Previous studies trying to achieve correct characterization of carbon nanotubes (CNT) relied mostly on guesswork and assumptions, since the means to these hypothesis were unavailable. This is why the new method could lead to significant advances in the way science looks at nanotubes.
One of the reasons why these structures are so difficult to study accurately is that they are extremely small, with their diameter reaching only around 1/10,000 that of the human hair. Additionally, CNT come in several types, or species, each of which features different properties.

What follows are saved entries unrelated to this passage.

pub mod quote_handler;
pub mod auth_handler;
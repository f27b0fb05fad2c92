#![allow(dead_code)]

use async_trait::async_trait;
use axum::{body::Body, http::{Request, Response}, Router};
use budeba_backend::app::app::build_router;
use budeba_backend::config::AdminConfig;
use bson::oid::ObjectId;
use budeba_backend::dto::quote_dto::NewQuote;
use budeba_backend::model::quote::{QuoteRequest, QuoteStatus};
use budeba_backend::repository::memory_quote_repo::InMemoryQuoteRepository;
use budeba_backend::repository::quote_repo::QuoteRepository;
use budeba_backend::repository::repository_error::{RepositoryError, RepositoryResult};
use budeba_backend::service::auth_service::AdminAuthService;
use budeba_backend::service::quote_service::QuoteServiceImpl;
use budeba_backend::util::email::{EmailError, QuoteNotifier};
use http_body_util::BodyExt;
use std::sync::{Arc, Mutex};
use tower::ServiceExt;

pub const ADMIN_PASSWORD: &str = "changeme123";
pub const SESSION: &str = "budeba_admin=true";

/// Records every send; optionally fails them all.
#[derive(Default)]
pub struct RecordingNotifier {
    pub fail: bool,
    pub staff: Mutex<Vec<String>>,
    pub customers: Mutex<Vec<String>>,
}

impl RecordingNotifier {
    pub fn failing() -> Self {
        RecordingNotifier { fail: true, ..Default::default() }
    }

    pub fn staff_calls(&self) -> usize {
        self.staff.lock().unwrap().len()
    }

    pub fn customer_calls(&self) -> Vec<String> {
        self.customers.lock().unwrap().clone()
    }
}

#[async_trait]
impl QuoteNotifier for RecordingNotifier {
    async fn notify_staff(&self, quote: &QuoteRequest) -> Result<(), EmailError> {
        self.staff.lock().unwrap().push(quote.id.to_hex());
        if self.fail {
            return Err(EmailError::SmtpError("connection refused".to_string()));
        }
        Ok(())
    }

    async fn confirm_customer(&self, to: &str, _quote: &QuoteRequest) -> Result<(), EmailError> {
        self.customers.lock().unwrap().push(to.to_string());
        if self.fail {
            return Err(EmailError::SmtpError("connection refused".to_string()));
        }
        Ok(())
    }
}

pub struct TestApp {
    pub router: Router,
    pub repo: Arc<InMemoryQuoteRepository>,
    pub notifier: Arc<RecordingNotifier>,
}

pub fn setup_app_with(notifier: RecordingNotifier, admin: AdminConfig) -> TestApp {
    let repo = Arc::new(InMemoryQuoteRepository::new());
    let notifier = Arc::new(notifier);
    let quote_service = Arc::new(QuoteServiceImpl::new(repo.clone(), notifier.clone()));
    let auth_service = Arc::new(AdminAuthService::new(admin));
    TestApp {
        router: build_router(quote_service, auth_service),
        repo,
        notifier,
    }
}

/// Store whose every call fails the way the driver reports a rejected argument.
pub struct BrokenRepository;

#[async_trait]
impl QuoteRepository for BrokenRepository {
    async fn create(&self, _quote: NewQuote) -> RepositoryResult<QuoteRequest> {
        Err(RepositoryError::ValidationError("Invalid argument: document too large".to_string()))
    }

    async fn list_all(&self) -> RepositoryResult<Vec<QuoteRequest>> {
        Err(RepositoryError::ValidationError("Invalid argument: bad sort".to_string()))
    }

    async fn update_status(&self, _id: ObjectId, _status: QuoteStatus) -> RepositoryResult<QuoteRequest> {
        Err(RepositoryError::ValidationError("Invalid argument: bad update".to_string()))
    }

    async fn count(&self) -> RepositoryResult<u64> {
        Ok(0)
    }
}

pub fn setup_router_with_repo(repo: Arc<dyn QuoteRepository>, notifier: Arc<RecordingNotifier>) -> Router {
    let quote_service = Arc::new(QuoteServiceImpl::new(repo, notifier));
    let auth_service = Arc::new(AdminAuthService::new(AdminConfig::with_password(ADMIN_PASSWORD)));
    build_router(quote_service, auth_service)
}

pub fn setup_app() -> TestApp {
    setup_app_with(RecordingNotifier::default(), AdminConfig::with_password(ADMIN_PASSWORD))
}

pub fn post_json(uri: &str, body: serde_json::Value, cookie: Option<&str>) -> Request<Body> {
    let mut builder = Request::builder()
        .method("POST")
        .uri(uri)
        .header("content-type", "application/json");
    if let Some(cookie) = cookie {
        builder = builder.header("cookie", cookie);
    }
    builder.body(Body::from(body.to_string())).unwrap()
}

pub fn get(uri: &str, cookie: Option<&str>) -> Request<Body> {
    let mut builder = Request::builder().method("GET").uri(uri);
    if let Some(cookie) = cookie {
        builder = builder.header("cookie", cookie);
    }
    builder.body(Body::empty()).unwrap()
}

pub async fn send(router: &Router, req: Request<Body>) -> Response<Body> {
    router.clone().oneshot(req).await.unwrap()
}

pub async fn body_json(resp: Response<Body>) -> serde_json::Value {
    let bytes = resp.into_body().collect().await.unwrap().to_bytes();
    serde_json::from_slice(&bytes).unwrap()
}
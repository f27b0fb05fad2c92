use axum::{extract::{State, rejection::JsonRejection}, response::{IntoResponse, Redirect}, Json};
use crate::dto::auth_dto::{LoginRequest, OkResponse};
use crate::middlewares::admin_middleware::LOGIN_PATH;
use crate::service::auth_service::{session_cookie, session_cookie_removal, AdminAuthService};
use crate::util::error::{HandlerError, HandlerErrorKind, ServiceError};
use std::sync::Arc;
use tower_cookies::Cookies;

// Login
pub async fn login_handler(
    State(service): State<Arc<AdminAuthService>>,
    cookies: Cookies,
    payload: Result<Json<LoginRequest>, JsonRejection>,
) -> Result<impl IntoResponse, HandlerError> {
    // An unreadable body is treated as an empty password.
    let password = payload.map(|Json(p)| p.password).unwrap_or_default();

    service.login(&password).map_err(|e| match e {
        ServiceError::Configuration(msg) => HandlerError::new(HandlerErrorKind::Configuration, msg),
        _ => HandlerError::new(HandlerErrorKind::Unauthorized, "Invalid password"),
    })?;

    cookies.add(session_cookie());
    Ok(Json(OkResponse { ok: true }))
}

// Logout
pub async fn logout_handler(cookies: Cookies) -> impl IntoResponse {
    cookies.remove(session_cookie_removal());
    Redirect::to(LOGIN_PATH)
}
pub mod admin_middleware;
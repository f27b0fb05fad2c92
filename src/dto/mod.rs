pub mod quote_dto;
pub mod auth_dto;
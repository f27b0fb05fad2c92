pub mod app;
pub mod config;
pub mod dto;
pub mod handler;
pub mod middlewares;
pub mod model;
pub mod repository;
pub mod router;
pub mod service;
pub mod triage;
pub mod util;
pub mod quote_router;
pub mod auth_router;
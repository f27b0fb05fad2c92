use crate::model::quote::{QuoteRequest, QuoteStatus, DEFAULT_SERVICE};
use chrono::{DateTime, Utc};
use serde::{Deserialize, Serialize};

use validator::Validate;

pub const MISSING_QUOTE_FIELDS: &str = "Missing required fields (fullName, phone, items).";
pub const MISSING_STATUS_FIELDS: &str = "Missing id or status";

// --- Validated DTOs for request validation ---

/// Raw quote form submission. Every field is optional on the wire so that a
/// missing field is reported as a validation error rather than a parse error.
#[derive(Debug, Clone, Default, Serialize, Deserialize, Validate)]
#[serde(rename_all = "camelCase", default)]
pub struct CreateQuoteRequest {
    #[validate(required, length(min = 1))]
    pub full_name: Option<String>,

    #[validate(required, length(min = 1))]
    pub phone: Option<String>,

    pub email: Option<String>,

    pub company: Option<String>,

    pub location: Option<String>,

    pub service: Option<String>,

    #[validate(required, length(min = 1))]
    pub items: Option<String>,

    pub budget: Option<String>,

    pub delivery_date: Option<String>,
}

/// A submission that passed validation; optional fields are `None` rather than blank.
#[derive(Debug, Clone, PartialEq, Eq)]
pub struct NewQuote {
    pub full_name: String,
    pub phone: String,
    pub email: Option<String>,
    pub company: Option<String>,
    pub location: Option<String>,
    pub service: String,
    pub items: String,
    pub budget: Option<String>,
    pub delivery_date: Option<String>,
}

#[derive(Debug, Clone, PartialEq, Eq)]
pub struct MissingFields;

impl std::fmt::Display for MissingFields {
    fn fmt(&self, f: &mut std::fmt::Formatter<'_>) -> std::fmt::Result {
        f.write_str(MISSING_QUOTE_FIELDS)
    }
}

impl std::error::Error for MissingFields {}

fn present(value: Option<String>) -> Option<String> {
    value.filter(|v| !v.trim().is_empty())
}

impl CreateQuoteRequest {
    pub fn validated(self) -> Result<NewQuote, MissingFields> {
        self.validate().map_err(|_| MissingFields)?;
        let (Some(full_name), Some(phone), Some(items)) =
            (present(self.full_name), present(self.phone), present(self.items))
        else {
            return Err(MissingFields);
        };
        Ok(NewQuote {
            full_name,
            phone,
            email: present(self.email).map(|e| e.trim().to_string()),
            company: present(self.company),
            location: present(self.location),
            service: present(self.service).unwrap_or_else(|| DEFAULT_SERVICE.to_string()),
            items,
            budget: present(self.budget),
            delivery_date: present(self.delivery_date),
        })
    }
}

#[derive(Debug, Clone, Default, Serialize, Deserialize, Validate)]
#[serde(default)]
pub struct UpdateQuoteStatusRequest {
    #[validate(required, length(min = 1))]
    pub id: Option<String>,

    #[validate(required, length(min = 1))]
    pub status: Option<String>,
}

#[derive(Debug, Clone, Serialize, Deserialize)]
pub struct QuoteCreatedResponse {
    pub ok: bool,
    pub id: String,
}

#[derive(Debug, Clone, Serialize, Deserialize)]
pub struct StatusUpdatedResponse {
    pub ok: bool,
    pub status: QuoteStatus,
}

/// Quote as returned to the admin dashboard, with the id as a hex string.
#[derive(Debug, Clone, PartialEq, Serialize, Deserialize)]
#[serde(rename_all = "camelCase")]
pub struct QuoteResponseDto {
    pub id: String,
    pub full_name: String,
    pub phone: String,
    pub email: Option<String>,
    pub company: Option<String>,
    pub location: Option<String>,
    pub service: String,
    pub items: String,
    pub budget: Option<String>,
    pub delivery_date: Option<String>,
    #[serde(default)]
    pub status: QuoteStatus,
    pub created_at: DateTime<Utc>,
}

impl From<QuoteRequest> for QuoteResponseDto {
    fn from(quote: QuoteRequest) -> Self {
        QuoteResponseDto {
            id: quote.id.to_hex(),
            full_name: quote.full_name,
            phone: quote.phone,
            email: quote.email,
            company: quote.company,
            location: quote.location,
            service: quote.service,
            items: quote.items,
            budget: quote.budget,
            delivery_date: quote.delivery_date,
            status: quote.status,
            created_at: quote.created_at,
        }
    }
}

Through the newly developed technique, scientists at Berkeley Lab and UCB are now able to identify the species of CNT they are studying. Furthermore, they can gain additional insight into their optical, electronic and chemical properties when placed inside functional devices.
“Using a novel high-contrast polarization-based optical microscopy set-up, we’ve demonstrated video-rate imaging and in-situ spectroscopy of individual carbon nanotubes on various substrates and in functional devices,” Berkeley Lab Material Sciences Division physicist Feng Wang explains.
“For the first time, we can take images and spectra of individual nanotubes in a general environment, including on substrates or in functional devices, which should be a great tool for advancing nanotube technology,” he goes on to say.
Wang, a condensed matter physicist and a professor with the UCB Physics Department, is also a corresponding author on the paper detailing the technique. The work was published in the latest issue of the top scientific journal Nature Nanotechnology.
The research group believes that the new technique can potentially be used to study the properties of other nanoscale structures, including graphene nanoribbons, semiconductor nanowires and nanorods, and nanobiomaterials such as actin filaments.
The study was funded by the DOE Office of Science, the Center for Integrated Nanomechanical Systems and the US National Science Foundation.